Approximate Log2 Function

Posted by on 28 Jun 2026 in DSP, FPGA, VHDL

The initial lead was a YouTube Video by Adaptive Design. The video explains the mathematics, so it will not be repeated here. It also mentioned the existence of some pipelined HDL code, but as its a video its not available, so I have recreated and generalised it here.

Source Material

In short, the bit position of the first bit set to 1 directly gives you the integer part of the Log2() result. A fractional approximation can be added for each additional bit below the first bit. A lookup table can optionally be used to add each fractional bit's contribution. Watch the video for the detail. Note the code below does not employ the 4-bit OR gates used in the video.

VHDL Code

library ieee;
  use ieee.std_logic_1164.all;
  use ieee.fixed_pkg.all;
library local;

entity quick_log2 is
  generic(
    data_width_g : positive := 16;
    frac_width_g : positive := 4;
    use_lut_g    : boolean  := true -- true more accurate, false better timing
  );
  port (
    clk    : in  std_logic;
    linear : in  std_logic_vector(data_width_g-1 downto 0);
    log    : out ufixed(local.math_pkg.ceil_log(data_width_g, 2)-1 downto -frac_width_g)
  );
end entity;


library ieee;
  use ieee.numeric_std_unsigned.all;

architecture rtl of quick_log2 is

  type lut_type is array (0 to 2**frac_width_g-1) of std_logic_vector(frac_width_g-1 downto 0);

  function log2_lut return lut_type is
    use ieee.math_real.log2;
    use ieee.math_real.round;
    variable ret : lut_type;
  begin
    for i in lut_type'range loop
      ret(i) := to_slv(
        integer(round(real(2**frac_width_g) * log2(real(1.0 + real(i)/real(2**frac_width_g))))),
        ret(i)'length
      );
    end loop;
    return ret;
  end function;

  constant log2_frac_lut_c : lut_type := log2_lut;

  function get_msb_pos(val : std_logic_vector) return integer is
  begin
    for i in val'range loop
      if val(i) = '1' then
        return i;
      end if;
    end loop;
    return 0;
  end function;

begin

  process(clk)

    variable msb_idx_v  : integer range 0 to data_width_g-1;
    variable mantissa_v : std_logic_vector(frac_width_g-1 downto 0);
    variable fraction_v : std_logic_vector(frac_width_g-1 downto 0);

  begin
    if rising_edge(clk) then
      -- Find MSB position (Integer part)
      msb_idx_v := get_msb_pos(linear);

      -- Extract fractional bits directly following the leading '1'
      -- Handles boundary cases where remaining bits are fewer than frac_width_g
      mantissa_v := (others => '0');
      for j in 0 to frac_width_g-1 loop
        if (msb_idx_v - 1 - j) >= 0 then
          mantissa_v(frac_width_g - 1 - j) := linear(msb_idx_v - 1 - j);
        else
          mantissa_v(frac_width_g - 1 - j) := '0';
        end if;
      end loop;

      -- Look up fractional bits
      if use_lut_g then
        -- Maximum error = 0.1074 for 4 fractional bits
        fraction_v := log2_frac_lut_c(to_integer(mantissa_v));
      else
        -- Really simple, note the log2_frac_lut_c is nearly output = input
        -- Maximum error = 0.1485 for 4 fractional bits
        fraction_v := mantissa_v;
      end if;

      -- Combined 8-bit result in unsigned fixed point Qm.f format where:
      --  * m = log2(data_width_g)-1
      --  * f = frac_width_g
      log <= to_ufixed(to_slv(msb_idx_v, 4) & fraction_v, log);
    end if;
  end process;

end architecture;

The generic VHDL code for a variable precision Log2() function.

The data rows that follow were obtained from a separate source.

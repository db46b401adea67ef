//! Logging init: file under the XDG state dir, or stderr when that is unavailable.

use std::fs;
use std::io;
use std::path::PathBuf;
use tracing_subscriber::fmt::writer::BoxMakeWriter;
use tracing_subscriber::fmt::MakeWriter;
use tracing_subscriber::EnvFilter;

use crate::error::BaseUrlError;

const DEFAULT_FILTER: &str = "info,baseurl=debug";

/// Falls back to stderr when the log file handle cannot be cloned.
enum FileOrStderr {
    File(fs::File),
    Stderr,
}

impl io::Write for FileOrStderr {
    fn write(&mut self, buf: &[u8]) -> io::Result<usize> {
        match self {
            FileOrStderr::File(f) => f.write(buf),
            FileOrStderr::Stderr => io::stderr().lock().write(buf),
        }
    }

    fn flush(&mut self) -> io::Result<()> {
        match self {
            FileOrStderr::File(f) => f.flush(),
            FileOrStderr::Stderr => io::stderr().lock().flush(),
        }
    }
}

struct FileMakeWriter(fs::File);

impl<'a> MakeWriter<'a> for FileMakeWriter {
    type Writer = FileOrStderr;

    fn make_writer(&'a self) -> Self::Writer {
        self.0
            .try_clone()
            .map(FileOrStderr::File)
            .unwrap_or(FileOrStderr::Stderr)
    }
}

fn env_filter() -> EnvFilter {
    EnvFilter::try_from_default_env().unwrap_or_else(|_| EnvFilter::new(DEFAULT_FILTER))
}

/// Location of the log file: `~/.local/state/baseurl/baseurl.log`.
pub fn log_path() -> Result<PathBuf, BaseUrlError> {
    let xdg_dirs = xdg::BaseDirectories::with_prefix("baseurl")?;
    Ok(xdg_dirs.get_state_file("baseurl.log"))
}

/// Initialize structured logging to [`log_path`].
/// On failure (e.g. state dir unwritable) returns Err so the caller can use [`init_logging_stderr`].
pub fn init_logging() -> io::Result<PathBuf> {
    let log_file_path = log_path().map_err(io::Error::other)?;
    if let Some(dir) = log_file_path.parent() {
        fs::create_dir_all(dir)?;
    }

    let file = fs::OpenOptions::new()
        .create(true)
        .append(true)
        .open(&log_file_path)?;

    let writer = BoxMakeWriter::new(FileMakeWriter(file));

    tracing_subscriber::fmt()
        .with_env_filter(env_filter())
        .with_writer(writer)
        .with_ansi(false)
        .try_init()
        .map_err(io::Error::other)?;

    tracing::info!("baseurl logging initialized at {}", log_file_path.display());

    Ok(log_file_path)
}

/// Initialize logging to stderr only. Does nothing if a subscriber is already set.
pub fn init_logging_stderr() {
    let _ = tracing_subscriber::fmt()
        .with_env_filter(env_filter())
        .with_writer(io::stderr)
        .with_ansi(false)
        .try_init();
}

#[cfg(test)]
mod tests {
    use super::*;

    #[test]
    fn stderr_init_is_repeatable() {
        init_logging_stderr();
        init_logging_stderr();
        tracing::debug!("still alive");
    }
}
use anyhow::Result;
use baseurl_core::config;

pub fn run_config_path() -> Result<()> {
    let path = config::config_path()?;
    println!("{}", path.display());
    Ok(())
}
//! CLI parse tests.

use super::{Cli, CliCommand};
use clap::Parser;

pub(super) fn parse(args: &[&str]) -> CliCommand {
    let cli = Cli::try_parse_from(args).unwrap();
    cli.command
}

mod rest;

If you need a simpler implementation to work with older tools, the LUT can be hard coded, the 4-bit fractional LUT is as follows:

  -- Mathematically accurate log2 LUT for a 4-bit mantissa
  constant log2_frac_lut_c : lut_type := (
    X"0", X"1", X"3", X"4", X"5", X"6", X"7", X"8",
    X"9", X"A", X"B", X"C", X"D", X"E", X"F", X"F"
  );

Example of how to replace the automatic LUT calculation with a constant result.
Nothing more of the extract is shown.